The conversation touches on a lot of things I don’t usually talk about, like writing method, game design methods, and the relation between game-making and theory. I hope you enjoy it.
Direct link here.
August 5, 2020
Bernie De Koven’s The Infinite Playground is out
I am happy to announce that Bernie De Koven’s final book is now out, courtesy of Holly Gramazio, Celia Pearce, and Eric Zimmerman. I contributed a small essay about what it was like to play with Bernie.
The Infinite Playground is available from MIT Press and elsewhere.
https://mitpress.mit.edu/books/infinite-playground
April 28, 2020
Using trademarked objects in a video game
There’s no shortage of legal issues in video games, but the recent court case AM General LLC v. Activision Blizzard, Inc. et al, No. 1:2017cv08644 – Document 218 (S.D.N.Y. 2020) was decided in a way that surprised me:
The judge ruled that Activision Blizzard can use Humvees in Call of Duty without any kind of license from the manufacturer, given that it ties in with an artistic goal and does not mislead about the source of the work: “if realism is an artistic goal, then the presence in Modern Warfare games of vehicles employed by actual militaries undoubtedly furthers that goal.”
Military vehicles would not be my choice of example, but it’s an interesting twist.
However, and as always, even with this ruling, this remains the kind of freedom of speech best exercised with a large legal team on your side.
April 3, 2020
Petscii Jetski – a C64 game in BASIC
Instigated by Nick Montfort, we returned to the Commodore 64 to write a 10-line game & visual poem.
A very long time ago I used to be into C64 programming, at first BASIC and later assembly.
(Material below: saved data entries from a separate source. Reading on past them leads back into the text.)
// Copyright 2025 Chisomo Makombo Sakala
//
// Licensed under the Apache License, Version 2.0 (the "License");
// you may not use this file except in compliance with the License.
// You may obtain a copy of the License at
//
//     http://www.apache.org/licenses/LICENSE-2.0
//
// Unless required by applicable law or agreed to in writing, software
// distributed under the License is distributed on an "AS IS" BASIS,
// WITHOUT WARRANTIES OR CONDITIONS OF ANY KIND, either express or implied.
// See the License for the specific language governing permissions and
// limitations under the License.
use crate::cli::Cli;
use crate::cli::StyleArgs;
use crate::error::ConfigError;
use crate::reformat::IndentPlacement;
use crate::reformat::MAX_INDENT_WIDTH;
use crate::reformat::ReformatOptions;
use figment::Figment;
use figment::providers::Env;
use figment::providers::Format;
use figment::providers::Json;
use figment::providers::Serialized;
use figment::providers::Toml;
use serde::Deserialize;
use serde::Serialize;
use std::fs;
use std::path::Path;
use std::path::PathBuf;

/// Prefix of the environment variables that override style settings.
pub const ENV_PREFIX: &str = "PPINDENT_";

/// How the rewritten directives look.
#[derive(Debug, Clone, PartialEq, Eq, Serialize, Deserialize)]
#[serde(default)]
pub struct Style {
  pub marker: char,
  pub indent_width: usize,
  pub indent_placement: IndentPlacement,
  pub strict: bool,
}

impl Default for Style {
  fn default() -> Self {
    let ReformatOptions {
      marker,
      indent_width,
      placement,
    } = ReformatOptions::default();
    Self {
      marker,
      indent_width,
      indent_placement: placement,
      strict: false,
    }
  }
}

impl Style {
  pub fn options(&self) -> ReformatOptions {
    ReformatOptions {
      marker: self.marker,
      indent_width: self.indent_width,
      placement: self.indent_placement,
    }
  }

  /// Resolves the style from defaults, an optional config file, the
  /// environment and CLI flags, later sources taking precedence.
  pub fn resolve(config_file: Option<&Path>, overrides: &StyleArgs) -> Result<Self, ConfigError> {
    if let Some(marker) = &overrides.marker {
      if marker.chars().count() != 1 {
        return Err(ConfigError::InvalidMarker(marker.clone()));
      }
    }

    let mut figment = Figment::from(Serialized::defaults(Style::default()));

    if let Some(path) = config_file {
      let contents = fs::read_to_string(path).map_err(|source| ConfigError::ReadConfig {
        path: path.to_path_buf(),
        source,
      })?;
      figment = match path.extension().and_then(|e| e.to_str()) {
        Some("json") => figment.merge(Json::string(&contents)),
        _ => figment.merge(Toml::string(&contents)),
      };
      tracing::debug!("Loaded style settings from {}", path.display());
    }

    let style: Style = figment
      .merge(Env::prefixed(ENV_PREFIX).only(&["marker", "indent_width", "indent_placement", "strict"]))
      .merge(Serialized::defaults(overrides))
      .extract()?;

    // `/` and `*` would turn comment lines into directives.
    if style.marker.is_whitespace() || matches!(style.marker, '/' | '*') {
      return Err(ConfigError::InvalidMarker(style.marker.to_string()));
    }
    if style.indent_width > MAX_INDENT_WIDTH {
      return Err(ConfigError::IndentWidth {
        width: style.indent_width,
        max: MAX_INDENT_WIDTH,
      });
    }

    Ok(style)
  }
}

/// Where the reformatted text goes.
#[derive(Debug, Clone, PartialEq, Eq)]
pub enum Destination {
  /// Rewrite the input file.
  InPlace,
  /// Write to another file.
  File(PathBuf),
  Stdout,
  /// Compare only; write nothing.
  Check,
}

/// Fully validated and resolved configuration.
#[derive(Debug, Clone)]
pub struct Config {
  pub input: PathBuf,
  pub destination: Destination,
  pub style: Style,
}

impl TryFrom<Cli> for Config {
  type Error = ConfigError;

  fn try_from(
    Cli {
      input,
      output,
      stdout,
      check,
      config,
      style,
    }: Cli,
  ) -> Result<Self, Self::Error> {
    let style = Style::resolve(config.as_deref(), &style)?;

    let destination = match (output, stdout, check) {
      (Some(path), _, _) => Destination::File(path),
      (None, true, _) => Destination::Stdout,
      (None, false, true) => Destination::Check,
      (None, false, false) => Destination::InPlace,
    };

    Ok(Config {
      input,
      destination,
      style,
    })
  }
}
I have severe existential reservations about going back to “things that I gave up years ago”, but it really was like coming home in a holy & broken sort of way.
In a world full of ever-shifting Javascript preprocessors and package managers, a simple predictable machine is a comfort, and yet the BASIC implementation is excruciatingly slow and full of strange decisions. For example, on this 1 Mhz machine, the BASIC implementation only runs floating point, which is really slow. This meant that the C64 was special in that assembly was perhaps a 1000 times faster than BASIC, a much bigger difference than in modern languages.